§ TASK BRIEF
Please retype all the records below exactly as they read.

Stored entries
^^^^^^^^^^^^^^^^
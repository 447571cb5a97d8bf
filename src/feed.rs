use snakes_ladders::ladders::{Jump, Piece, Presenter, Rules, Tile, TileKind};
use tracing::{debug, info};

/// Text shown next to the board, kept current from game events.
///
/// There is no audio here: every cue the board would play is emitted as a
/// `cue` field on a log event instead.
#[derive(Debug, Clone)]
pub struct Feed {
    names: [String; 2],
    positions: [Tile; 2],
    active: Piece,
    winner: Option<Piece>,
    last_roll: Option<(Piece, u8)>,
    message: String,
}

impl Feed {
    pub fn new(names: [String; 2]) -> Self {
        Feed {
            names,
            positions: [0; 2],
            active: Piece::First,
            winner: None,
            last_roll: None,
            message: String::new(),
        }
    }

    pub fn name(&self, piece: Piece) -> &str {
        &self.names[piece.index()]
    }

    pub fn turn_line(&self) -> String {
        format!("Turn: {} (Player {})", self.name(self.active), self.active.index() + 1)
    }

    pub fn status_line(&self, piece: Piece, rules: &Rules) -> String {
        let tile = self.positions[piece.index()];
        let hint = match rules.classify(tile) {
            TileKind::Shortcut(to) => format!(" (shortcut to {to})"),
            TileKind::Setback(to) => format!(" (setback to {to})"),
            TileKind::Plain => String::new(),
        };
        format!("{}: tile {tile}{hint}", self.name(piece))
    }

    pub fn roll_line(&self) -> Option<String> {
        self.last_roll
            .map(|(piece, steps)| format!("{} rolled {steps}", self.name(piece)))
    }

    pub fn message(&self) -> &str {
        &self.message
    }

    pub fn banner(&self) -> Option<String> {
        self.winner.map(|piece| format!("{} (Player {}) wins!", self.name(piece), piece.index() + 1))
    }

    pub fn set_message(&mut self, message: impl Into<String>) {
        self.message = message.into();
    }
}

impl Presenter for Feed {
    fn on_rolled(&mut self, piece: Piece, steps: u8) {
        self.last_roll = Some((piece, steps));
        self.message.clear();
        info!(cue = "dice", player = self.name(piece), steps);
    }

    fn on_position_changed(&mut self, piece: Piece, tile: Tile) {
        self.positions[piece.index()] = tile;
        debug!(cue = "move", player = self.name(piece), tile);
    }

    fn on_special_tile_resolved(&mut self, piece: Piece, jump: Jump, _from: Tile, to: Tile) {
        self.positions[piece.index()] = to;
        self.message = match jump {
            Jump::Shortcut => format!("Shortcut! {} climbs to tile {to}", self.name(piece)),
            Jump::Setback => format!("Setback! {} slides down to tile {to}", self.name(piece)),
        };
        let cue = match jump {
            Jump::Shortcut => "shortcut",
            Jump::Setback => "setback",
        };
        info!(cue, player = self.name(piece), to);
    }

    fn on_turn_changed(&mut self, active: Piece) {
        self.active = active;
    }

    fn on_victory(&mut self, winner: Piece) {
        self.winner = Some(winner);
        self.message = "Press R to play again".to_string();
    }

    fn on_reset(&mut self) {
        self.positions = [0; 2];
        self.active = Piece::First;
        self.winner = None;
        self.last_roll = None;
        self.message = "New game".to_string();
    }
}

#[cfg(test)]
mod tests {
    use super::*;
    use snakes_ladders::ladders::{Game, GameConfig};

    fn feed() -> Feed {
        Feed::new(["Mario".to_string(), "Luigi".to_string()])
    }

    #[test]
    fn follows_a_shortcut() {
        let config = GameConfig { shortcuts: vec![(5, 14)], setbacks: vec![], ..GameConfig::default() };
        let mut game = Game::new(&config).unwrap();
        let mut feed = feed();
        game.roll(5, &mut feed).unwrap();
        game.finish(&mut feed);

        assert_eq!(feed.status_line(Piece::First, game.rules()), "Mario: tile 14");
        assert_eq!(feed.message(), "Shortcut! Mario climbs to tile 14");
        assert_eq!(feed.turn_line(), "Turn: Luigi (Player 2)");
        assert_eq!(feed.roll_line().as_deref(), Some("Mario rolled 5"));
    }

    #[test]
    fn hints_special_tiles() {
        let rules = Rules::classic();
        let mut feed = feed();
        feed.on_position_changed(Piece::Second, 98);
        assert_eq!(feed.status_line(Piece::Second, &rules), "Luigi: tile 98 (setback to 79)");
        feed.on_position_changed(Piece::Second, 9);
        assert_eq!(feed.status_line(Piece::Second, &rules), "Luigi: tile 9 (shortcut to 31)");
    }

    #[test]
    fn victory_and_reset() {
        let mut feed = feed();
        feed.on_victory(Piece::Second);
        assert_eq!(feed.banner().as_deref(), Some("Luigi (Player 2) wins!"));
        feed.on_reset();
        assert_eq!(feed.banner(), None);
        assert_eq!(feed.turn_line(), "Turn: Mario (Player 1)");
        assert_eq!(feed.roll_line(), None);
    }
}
^^^^^^^^^^^^^^^^
§ WORKED SOLUTION
repository 447571cb5a97d8bf
filename src/feed.rs
use snakes_ladders::ladders::{Jump, Piece, Presenter, Rules, Tile, TileKind};
use tracing::{debug, info};

/// Text shown next to the board, kept current from game events.
///
/// There is no audio here: every cue the board would play is emitted as a
/// `cue` field on a log event instead.
#[derive(Debug, Clone)]
pub struct Feed {
    names: [String; 2],
    positions: [Tile; 2],
    active: Piece,
    winner: Option<Piece>,
    last_roll: Option<(Piece, u8)>,
    message: String,
}

impl Feed {
    pub fn new(names: [String; 2]) -> Self {
        Feed {
            names,
            positions: [0; 2],
            active: Piece::First,
            winner: None,
            last_roll: None,
            message: String::new(),
        }
    }

    pub fn name(&self, piece: Piece) -> &str {
        &self.names[piece.index()]
    }

    pub fn turn_line(&self) -> String {
        format!("Turn: {} (Player {})", self.name(self.active), self.active.index() + 1)
    }

    pub fn status_line(&self, piece: Piece, rules: &Rules) -> String {
        let tile = self.positions[piece.index()];
        let hint = match rules.classify(tile) {
            TileKind::Shortcut(to) => format!(" (shortcut to {to})"),
            TileKind::Setback(to) => format!(" (setback to {to})"),
            TileKind::Plain => String::new(),
        };
        format!("{}: tile {tile}{hint}", self.name(piece))
    }

    pub fn roll_line(&self) -> Option<String> {
        self.last_roll
            .map(|(piece, steps)| format!("{} rolled {steps}", self.name(piece)))
    }

    pub fn message(&self) -> &str {
        &self.message
    }

    pub fn banner(&self) -> Option<String> {
        self.winner.map(|piece| format!("{} (Player {}) wins!", self.name(piece), piece.index() + 1))
    }

    pub fn set_message(&mut self, message: impl Into<String>) {
        self.message = message.into();
    }
}

impl Presenter for Feed {
    fn on_rolled(&mut self, piece: Piece, steps: u8) {
        self.last_roll = Some((piece, steps));
        self.message.clear();
        info!(cue = "dice", player = self.name(piece), steps);
    }

    fn on_position_changed(&mut self, piece: Piece, tile: Tile) {
        self.positions[piece.index()] = tile;
        debug!(cue = "move", player = self.name(piece), tile);
    }

    fn on_special_tile_resolved(&mut self, piece: Piece, jump: Jump, _from: Tile, to: Tile) {
        self.positions[piece.index()] = to;
        self.message = match jump {
            Jump::Shortcut => format!("Shortcut! {} climbs to tile {to}", self.name(piece)),
            Jump::Setback => format!("Setback! {} slides down to tile {to}", self.name(piece)),
        };
        let cue = match jump {
            Jump::Shortcut => "shortcut",
            Jump::Setback => "setback",
        };
        info!(cue, player = self.name(piece), to);
    }

    fn on_turn_changed(&mut self, active: Piece) {
        self.active = active;
    }

    fn on_victory(&mut self, winner: Piece) {
        self.winner = Some(winner);
        self.message = "Press R to play again".to_string();
    }

    fn on_reset(&mut self) {
        self.positions = [0; 2];
        self.active = Piece::First;
        self.winner = None;
        self.last_roll = None;
        self.message = "New game".to_string();
    }
}

#[cfg(test)]
mod tests {
    use super::*;
    use snakes_ladders::ladders::{Game, GameConfig};

    fn feed() -> Feed {
        Feed::new(["Mario".to_string(), "Luigi".to_string()])
    }

    #[test]
    fn follows_a_shortcut() {
        let config = GameConfig { shortcuts: vec![(5, 14)], setbacks: vec![], ..GameConfig::default() };
        let mut game = Game::new(&config).unwrap();
        let mut feed = feed();
        game.roll(5, &mut feed).unwrap();
        game.finish(&mut feed);

        assert_eq!(feed.status_line(Piece::First, game.rules()), "Mario: tile 14");
        assert_eq!(feed.message(), "Shortcut! Mario climbs to tile 14");
        assert_eq!(feed.turn_line(), "Turn: Luigi (Player 2)");
        assert_eq!(feed.roll_line().as_deref(), Some("Mario rolled 5"));
    }

    #[test]
    fn hints_special_tiles() {
        let rules = Rules::classic();
        let mut feed = feed();
        feed.on_position_changed(Piece::Second, 98);
        assert_eq!(feed.status_line(Piece::Second, &rules), "Luigi: tile 98 (setback to 79)");
        feed.on_position_changed(Piece::Second, 9);
        assert_eq!(feed.status_line(Piece::Second, &rules), "Luigi: tile 9 (shortcut to 31)");
    }

    #[test]
    fn victory_and_reset() {
        let mut feed = feed();
        feed.on_victory(Piece::Second);
        assert_eq!(feed.banner().as_deref(), Some("Luigi (Player 2) wins!"));
        feed.on_reset();
        assert_eq!(feed.banner(), None);
        assert_eq!(feed.turn_line(), "Turn: Mario (Player 1)");
        assert_eq!(feed.roll_line(), None);
    }
}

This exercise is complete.